## Exercise brief
Please return all lines of the data below containing the string "PartialEq".

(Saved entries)
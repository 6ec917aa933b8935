//! File-based vector store: one JSON file per namespace.
//!
//! Every namespace lives in `vectors/<escaped namespace>.json` and is loaded
//! into memory when the store opens. Writes go through the atomic writer and
//! the cache changes only after the file is on disk.

use crate::atomic::{escape_file_name, read_json, remove_durable, remove_stale_temps, write_json};
use crate::index::NamespaceIndex;
use async_trait::async_trait;
use parley_core::document::{validate_batch, DocumentChunk, NamespaceStats, ScoredChunk, VectorStore};
use parley_core::embedding::EmbeddingVersion;
use parley_core::error::VectorStoreError;
use parley_core::keyed_lock::KeyedLocks;
use serde::{Deserialize, Serialize};
use std::collections::BTreeMap;
use std::path::PathBuf;
use std::sync::Arc;
use tokio::sync::RwLock;
use tracing::{debug, warn};

#[derive(Serialize, Deserialize)]
struct NamespaceFile {
    namespace: String,
    #[serde(flatten)]
    index: NamespaceIndex,
}

pub struct FileVectorStore {
    dir: PathBuf,
    namespaces: Arc<RwLock<BTreeMap<String, NamespaceIndex>>>,
    locks: KeyedLocks<String>,
}

impl FileVectorStore {
    pub fn open(root: impl Into<PathBuf>) -> Result<Self, VectorStoreError> {
        let dir = root.into().join("vectors");
        std::fs::create_dir_all(&dir).map_err(storage)?;
        remove_stale_temps(&dir).map_err(storage)?;

        let mut namespaces = BTreeMap::new();
        for entry in std::fs::read_dir(&dir).map_err(storage)?.flatten() {
            let path = entry.path();
            if path.extension().and_then(|e| e.to_str()) != Some("json") {
                continue;
            }
            match read_json::<NamespaceFile>(&path) {
                Ok(Some(file)) => {
                    namespaces.insert(file.namespace, file.index);
                }
                Ok(None) => {}
                Err(e) => warn!(path = %path.display(), error = %e, "Skipping corrupted vector file"),
            }
        }

        debug!(dir = %dir.display(), namespaces = namespaces.len(), "File vector store loaded");
        Ok(Self {
            dir,
            namespaces: Arc::new(RwLock::new(namespaces)),
            locks: KeyedLocks::new(),
        })
    }

    fn path_for(&self, namespace: &str) -> PathBuf {
        self.dir.join(format!("{}.json", escape_file_name(namespace)))
    }

    async fn persist(&self, namespace: &str, index: &NamespaceIndex) -> Result<(), VectorStoreError> {
        let path = self.path_for(namespace);
        let file = NamespaceFile {
            namespace: namespace.to_string(),
            index: index.clone(),
        };
        tokio::task::spawn_blocking(move || write_json(&path, &file))
            .await
            .map_err(|e| VectorStoreError::Storage(e.to_string()))?
            .map_err(storage)
    }

    async fn remove_file(&self, namespace: &str) -> Result<(), VectorStoreError> {
        let path = self.path_for(namespace);
        tokio::task::spawn_blocking(move || remove_durable(&path))
            .await
            .map_err(|e| VectorStoreError::Storage(e.to_string()))?
            .map_err(storage)?;
        Ok(())
    }
}

fn storage(e: std::io::Error) -> VectorStoreError {
    VectorStoreError::Storage(e.to_string())
}

#[async_trait]
impl VectorStore for FileVectorStore {
    fn name(&self) -> &str {
        "file"
    }

    async fn upsert(
        &self,
        namespace: &str,
        version: &EmbeddingVersion,
        chunks: Vec<DocumentChunk>,
    ) -> Result<usize, VectorStoreError> {
        let _guard = self.locks.lock(&namespace.to_string()).await;
        let mut index = {
            let namespaces = self.namespaces.read().await;
            let current = namespaces.get(namespace);
            validate_batch(namespace, current.map(|n| &n.version), version, &chunks)?;
            current
                .cloned()
                .unwrap_or_else(|| NamespaceIndex::new(version.clone()))
        };
        let written = index.upsert(chunks);
        self.persist(namespace, &index).await?;
        self.namespaces.write().await.insert(namespace.to_string(), index);
        debug!(namespace, written, "Chunks upserted");
        Ok(written)
    }

    async fn query(
        &self,
        namespace: &str,
        version: &EmbeddingVersion,
        embedding: &[f32],
        k: usize,
    ) -> Result<Vec<ScoredChunk>, VectorStoreError> {
        let namespaces = self.namespaces.read().await;
        let Some(index) = namespaces.get(namespace) else {
            return Ok(Vec::new());
        };
        if &index.version != version {
            return Err(VectorStoreError::EmbeddingVersionMismatch {
                namespace: namespace.to_string(),
                expected: index.version.to_string(),
                found: version.to_string(),
            });
        }
        Ok(index.query(embedding, k))
    }

    async fn namespace_version(
        &self,
        namespace: &str,
    ) -> Result<Option<EmbeddingVersion>, VectorStoreError> {
        Ok(self.namespaces.read().await.get(namespace).map(|n| n.version.clone()))
    }

    async fn delete_namespace(&self, namespace: &str) -> Result<usize, VectorStoreError> {
        let _guard = self.locks.lock(&namespace.to_string()).await;
        self.remove_file(namespace).await?;
        let removed = self
            .namespaces
            .write()
            .await
            .remove(namespace)
            .map_or(0, |n| n.chunks.len());
        Ok(removed)
    }

    async fn prune_document(
        &self,
        namespace: &str,
        document_id: &str,
        keep: usize,
    ) -> Result<usize, VectorStoreError> {
        let _guard = self.locks.lock(&namespace.to_string()).await;
        let Some(mut index) = self.namespaces.read().await.get(namespace).cloned() else {
            return Ok(0);
        };
        let removed = index.prune_document(document_id, keep);
        if removed == 0 {
            return Ok(0);
        }
        if index.chunks.is_empty() {
            self.remove_file(namespace).await?;
            self.namespaces.write().await.remove(namespace);
        } else {
            self.persist(namespace, &index).await?;
            self.namespaces.write().await.insert(namespace.to_string(), index);
        }
        Ok(removed)
    }

    async fn count(&self, namespace: &str) -> Result<usize, VectorStoreError> {
        Ok(self.namespaces.read().await.get(namespace).map_or(0, |n| n.chunks.len()))
    }

    async fn stats(&self) -> Result<Vec<NamespaceStats>, VectorStoreError> {
        Ok(self
            .namespaces
            .read()
            .await
            .iter()
            .map(|(name, index)| index.stats(name))
            .collect())
    }
}
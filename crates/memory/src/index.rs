//! One namespace's chunks, shared by the in-memory and file vector stores.

use crate::vector::rank_chunks;
use parley_core::document::{DocumentChunk, NamespaceStats, ScoredChunk};
use parley_core::embedding::EmbeddingVersion;
use serde::{Deserialize, Serialize};
use std::collections::{HashMap, HashSet};

#[derive(Debug, Clone, PartialEq, Serialize, Deserialize)]
pub struct NamespaceIndex {
    pub version: EmbeddingVersion,
    /// Insertion order; replaced chunks keep their slot.
    pub chunks: Vec<DocumentChunk>,
}

impl NamespaceIndex {
    pub fn new(version: EmbeddingVersion) -> Self {
        Self {
            version,
            chunks: Vec::new(),
        }
    }

    /// Insert or replace by chunk id. Returns how many chunks were written.
    pub fn upsert(&mut self, chunks: Vec<DocumentChunk>) -> usize {
        let written = chunks.len();
        let mut slots: HashMap<String, usize> = self
            .chunks
            .iter()
            .enumerate()
            .map(|(i, c)| (c.id.clone(), i))
            .collect();
        for chunk in chunks {
            match slots.get(&chunk.id) {
                Some(&i) => self.chunks[i] = chunk,
                None => {
                    slots.insert(chunk.id.clone(), self.chunks.len());
                    self.chunks.push(chunk);
                }
            }
        }
        written
    }

    pub fn query(&self, embedding: &[f32], k: usize) -> Vec<ScoredChunk> {
        rank_chunks(&self.chunks, embedding, k)
    }

    /// Remove chunks of `document_id` with an ordinal of `keep` or more.
    pub fn prune_document(&mut self, document_id: &str, keep: usize) -> usize {
        let before = self.chunks.len();
        self.chunks
            .retain(|c| c.document_id != document_id || c.ordinal < keep);
        before - self.chunks.len()
    }

    pub fn stats(&self, namespace: &str) -> NamespaceStats {
        let documents: HashSet<&str> = self.chunks.iter().map(|c| c.document_id.as_str()).collect();
        NamespaceStats {
            namespace: namespace.to_string(),
            chunks: self.chunks.len(),
            documents: documents.len(),
            version: self.version.clone(),
        }
    }
}
//! Overlapping character windows.
//!
//! A window is at most `size` characters. Inside a window the split point is
//! moved back to the strongest separator found in its second half (paragraph,
//! line, sentence, then word), so chunks rarely cut a sentence in two. The
//! next window starts `overlap` characters before the previous one ended.

/// Separators in order of preference.
const SEPARATORS: &[&str] = &["\n\n", "\n", "。", "！", "？", ". ", "! ", "? ", " "];

#[derive(Debug, Clone, Copy, PartialEq, Eq)]
pub struct Chunker {
    size: usize,
    overlap: usize,
}

impl Chunker {
    /// `size` is clamped to at least 1 and `overlap` to below `size`.
    pub fn new(size: usize, overlap: usize) -> Self {
        let size = size.max(1);
        Self {
            size,
            overlap: overlap.min(size - 1),
        }
    }

    pub fn size(&self) -> usize {
        self.size
    }

    pub fn overlap(&self) -> usize {
        self.overlap
    }

    /// Split `text` into trimmed, non-empty chunks in reading order.
    pub fn split(&self, text: &str) -> Vec<String> {
        let chars: Vec<char> = text.chars().collect();
        let len = chars.len();
        let mut chunks = Vec::new();
        let mut start = 0;

        while start < len {
            let hard_end = (start + self.size).min(len);
            let end = if hard_end == len {
                len
            } else {
                self.break_point(&chars, start, hard_end)
            };

            let piece: String = chars[start..end].iter().collect();
            let piece = piece.trim();
            if !piece.is_empty() {
                chunks.push(piece.to_string());
            }

            if end >= len {
                break;
            }
            let next = end.saturating_sub(self.overlap);
            start = if next > start { next } else { end };
        }
        chunks
    }

    fn break_point(&self, chars: &[char], start: usize, hard_end: usize) -> usize {
        let min_end = start + self.size / 2;
        for sep in SEPARATORS {
            let sep: Vec<char> = sep.chars().collect();
            if hard_end < sep.len() {
                continue;
            }
            let mut pos = hard_end - sep.len();
            while pos >= min_end {
                if chars[pos..pos + sep.len()] == sep[..] {
                    return pos + sep.len();
                }
                if pos == 0 {
                    break;
                }
                pos -= 1;
            }
        }
        hard_end
    }
}

impl Default for Chunker {
    fn default() -> Self {
        Self::new(500, 50)
    }
}
impl ChatService {
    pub fn new(parts: ServiceParts) -> Self {
        Self {
            store: parts.store,
            vectors: parts.vectors,
            history: parts.history,
            reasoning: parts.reasoning,
            ingestor: parts.ingestor,
            scheduler: TurnScheduler::new(),
            knowledge_locks: KeyedLocks::new(),
            defaults: parts.defaults,
            events: parts.events,
        }
    }

    /// Build the full stack from configuration around `provider`.
    ///
    /// Opens the configured stores under the data directory and reconciles
    /// the local history cache against the session store before returning.
    pub async fn from_config(config: &AppConfig, provider: Arc<dyn Provider>) -> Result<Self, Error> {
        let data_dir = config.data_dir();
        std::fs::create_dir_all(&data_dir).map_err(|e| {
            StoreError::Storage(format!("cannot create {}: {e}", data_dir.display()))
        })?;
        let events = Arc::new(EventBus::default());

        let store: Arc<dyn SessionStore> = match config.storage.session_backend.as_str() {
            "sqlite" => {
                let url = format!("sqlite://{}", data_dir.join("sessions.db").display());
                Arc::new(SqliteSessionStore::new(&url).await?)
            }
            _ => Arc::new(FileSessionStore::open(&data_dir)?),
        };
        let vectors: Arc<dyn VectorStore> = match config.storage.vector_backend.as_str() {
            "memory" => Arc::new(InMemoryVectorStore::new()),
            _ => Arc::new(FileVectorStore::open(&data_dir)?),
        };

        let embedder = parley_providers::build_embedder(config, provider.clone());
        let retriever = Arc::new(
            Retriever::new(embedder.clone(), vectors.clone(), &config.retrieval)
                .with_events(events.clone()),
        );
        let mut tools = parley_tools::default_registry(&config.tools);
        parley_tools::register_knowledge(&mut tools, retriever.clone(), config.retrieval.top_k);

        let reasoning = ReasoningLoop::new(provider, Arc::new(tools), LoopSettings::from_config(config))
            .with_retriever(retriever)
            .with_events(events.clone());
        let ingestor = DocumentIngestor::new(embedder, vectors.clone(), &config.ingest)
            .with_events(events.clone());
        let history = HistorySync::startup(
            store.clone(),
            Some(data_dir.join(HISTORY_CACHE_FILE)),
            Some(events.clone()),
        )
        .await?;

        info!(
            data_dir = %data_dir.display(),
            sessions = store.name(),
            vectors = vectors.name(),
            "Chat service ready"
        );
        Ok(Self::new(ServiceParts {
            store,
            vectors,
            history: Arc::new(history),
            reasoning: Arc::new(reasoning),
            ingestor: Arc::new(ingestor),
            defaults: config.sessions.flags(),
            events,
        }))
    }

    pub fn events(&self) -> &Arc<EventBus> {
        &self.events
    }

    pub fn store(&self) -> &Arc<dyn SessionStore> {
        &self.store
    }

    /// Start an empty conversation with the default flags.
    pub async fn new_session(&self) -> Result<SessionMeta, Error> {
        let meta = self
            .store
            .create(SessionMeta::new(SessionId::new(), self.defaults))
            .await?;
        self.history.record(&meta).await;
        self.events.publish(DomainEvent::SessionCreated {
            session_id: meta.id.to_string(),
            timestamp: Utc::now(),
        });
        info!(session_id = %meta.id, "Session created");
        Ok(meta)
    }

    /// Run one user turn. Turns on the same session queue behind each other.
    pub async fn send_turn(
        &self,
        session_id: &SessionId,
        text: &str,
        image: Option<ImageRef>,
        stream: Option<mpsc::Sender<AgentStreamEvent>>,
    ) -> Result<TurnReply, Error> {
        let permit = self.scheduler.acquire(session_id).await;
        let mut meta = self.ensure_session(session_id).await?;
        let history = self.store.get(session_id).await?;

        let mut user = Message::user(text);
        if let Some(image) = image {
            user = user.with_image(image);
        }
        let user = self.store.append(session_id, user).await.inspect_err(|e| {
            warn!(session_id = %session_id, error = %e, "User message not saved");
        })?;

        if meta.has_default_title() {
            if let Some(title) = title_from_text(text) {
                match self.store.rename(session_id, &title).await {
                    Ok(renamed) => meta = renamed,
                    Err(e) => warn!(session_id = %session_id, error = %e, "Automatic title not saved"),
                }
            }
        }

        let input = TurnInput {
            session_id: session_id.clone(),
            history,
            user: user.clone(),
            flags: meta.flags,
            documents: meta.documents.clone(),
        };
        let outcome = match self.reasoning.run(input, permit.token(), stream).await {
            Ok(outcome) => outcome,
            Err(e) => {
                self.refresh(session_id).await;
                return Err(e);
            }
        };

        let reply = match outcome.state {
            LoopState::Cancelled if outcome.answer.trim().is_empty() => None,
            LoopState::Cancelled => Some(
                Message::assistant(format!("{}\n\n{STOPPED_MARKER}", outcome.answer.trim_end()))
                    .with_tool_invocations(outcome.tool_invocations)
                    .mark_truncated(),
            ),
            _ => Some(Message::assistant(outcome.answer).with_tool_invocations(outcome.tool_invocations)),
        };
        let assistant = match reply {
            Some(message) => Some(self.store.append(session_id, message).await.inspect_err(|e| {
                warn!(session_id = %session_id, error = %e, "Assistant message not saved");
            })?),
            None => None,
        };

        let title = self
            .refresh(session_id)
            .await
            .map_or(meta.title, |m| m.title);
        Ok(TurnReply {
            session_id: session_id.clone(),
            user,
            assistant,
            state: outcome.state,
            steps: outcome.steps,
            title,
        })
    }

    /// Stop the running turn of `session_id` at its next step boundary.
    pub fn stop(&self, session_id: &SessionId) -> bool {
        self.scheduler.stop(session_id)
    }

    pub fn is_generating(&self, session_id: &SessionId) -> bool {
        self.scheduler.is_running(session_id)
    }

    /// Ingest a file into the session's knowledge base. Returns the chunk count.
    ///
    /// `mime_type` defaults to a guess from the file name.
    pub async fn upload(
        &self,
        session_id: &SessionId,
        file_name: &str,
        bytes: &[u8],
        mime_type: Option<&str>,
    ) -> Result<usize, Error> {
        let mime = resolve_mime(file_name, mime_type)?;
        let _guard = self.knowledge_locks.lock(session_id).await;
        self.ensure_session(session_id).await?;
        let chunks = self
            .ingestor
            .ingest_named(bytes, &mime, &session_namespace(session_id), file_name)
            .await?;
        let meta = self.store.add_document(session_id, file_name).await?;
        self.history.record(&meta).await;
        Ok(chunks.len())
    }

    /// Ingest a file into the shared knowledge base.
    pub async fn upload_global(
        &self,
        file_name: &str,
        bytes: &[u8],
        mime_type: Option<&str>,
    ) -> Result<usize, Error> {
        let mime = resolve_mime(file_name, mime_type)?;
        let chunks = self
            .ingestor
            .ingest_named(bytes, &mime, GLOBAL_NAMESPACE, file_name)
            .await?;
        Ok(chunks.len())
    }

    /// Load a folder of shared documents into the global knowledge base.
    pub async fn load_knowledge_dir(&self, dir: &Path) -> Result<DirectoryLoad, Error> {
        self.ingestor.ingest_dir(dir, GLOBAL_NAMESPACE).await
    }

    /// Drop one document's chunks from a knowledge-base namespace.
    pub async fn remove_document(&self, namespace: &str, document_id: &str) -> Result<usize, Error> {
        self.ingestor.remove_document(namespace, document_id).await
    }

    /// Resume a session: returns its full stored history.
    pub async fn switch_to(&self, session_id: &SessionId) -> Result<Vec<Message>, Error> {
        self.history.switch_to(session_id).await
    }

    /// Retitle a session. A blank title leaves it unchanged.
    pub async fn rename(&self, session_id: &SessionId, title: &str) -> Result<SessionMeta, Error> {
        let title = title.trim();
        if title.is_empty() {
            return self
                .store
                .meta(session_id)
                .await?
                .ok_or_else(|| StoreError::NotFound(session_id.to_string()).into());
        }
        let meta = self.history.rename(session_id, title).await?;
        self.events.publish(DomainEvent::SessionRenamed {
            session_id: session_id.to_string(),
            title: meta.title.clone(),
            timestamp: Utc::now(),
        });
        Ok(meta)
    }

    /// Delete a session everywhere. Any running turn is stopped first.
    pub async fn delete(&self, session_id: &SessionId) -> Result<bool, Error> {
        self.scheduler.stop(session_id);
        let _guard = self.knowledge_locks.lock(session_id).await;
        let existed = self.history.delete(session_id).await?;
        let chunks_removed = match self.vectors.delete_namespace(&session_namespace(session_id)).await {
            Ok(n) => n,
            Err(e) => {
                warn!(session_id = %session_id, error = %e, "Knowledge base of deleted session not removed");
                0
            }
        };
        self.events.publish(DomainEvent::SessionDeleted {
            session_id: session_id.to_string(),
            chunks_removed,
            timestamp: Utc::now(),
        });
        info!(session_id = %session_id, existed, chunks_removed, "Session deleted");
        Ok(existed)
    }

    /// Session list for the sidebar, served from the local cache.
    pub async fn list_sessions(&self) -> Vec<CachedSession> {
        self.history.list().await
    }

    pub async fn active_session(&self) -> Option<SessionId> {
        self.history.active().await
    }

    pub async fn set_flags(&self, session_id: &SessionId, flags: SessionFlags) -> Result<SessionMeta, Error> {
        let meta = self.store.set_flags(session_id, flags).await?;
        self.history.record(&meta).await;
        Ok(meta)
    }

    pub async fn messages(&self, session_id: &SessionId) -> Result<Vec<Message>, Error> {
        Ok(self.store.get(session_id).await?)
    }

    pub async fn meta(&self, session_id: &SessionId) -> Result<Option<SessionMeta>, Error> {
        Ok(self.store.meta(session_id).await?)
    }

    pub async fn reconcile(&self) -> Result<SyncReport, Error> {
        self.history.reconcile().await
    }

    /// What the reconcile at startup repaired.
    pub fn startup_report(&self) -> &SyncReport {
        self.history.startup_report()
    }

    pub async fn knowledge_stats(&self) -> Result<Vec<NamespaceStats>, Error> {
        Ok(self.vectors.stats().await?)
    }

    /// Existing metadata, or a fresh session under this id.
    async fn ensure_session(&self, session_id: &SessionId) -> Result<SessionMeta, Error> {
        if let Some(meta) = self.store.meta(session_id).await? {
            return Ok(meta);
        }
        if self.store.is_deleted(session_id).await? {
            return Err(StoreError::SessionDeleted(session_id.to_string()).into());
        }
        let meta = self
            .store
            .create(SessionMeta::new(session_id.clone(), self.defaults))
            .await?;
        self.history.record(&meta).await;
        self.events.publish(DomainEvent::SessionCreated {
            session_id: session_id.to_string(),
            timestamp: Utc::now(),
        });
        Ok(meta)
    }

    /// Mirror the store's current metadata into the local history.
    async fn refresh(&self, session_id: &SessionId) -> Option<SessionMeta> {
        match self.store.meta(session_id).await {
            Ok(Some(meta)) => {
                self.history.record(&meta).await;
                Some(meta)
            }
            Ok(None) => None,
            Err(e) => {
                warn!(session_id = %session_id, error = %e, "Could not refresh session metadata");
                None
            }
        }
    }
}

## Result of this task
#[derive(Debug, Clone, PartialEq, Serialize, Deserialize)]
#[derive(Debug, Clone, Copy, PartialEq, Eq)]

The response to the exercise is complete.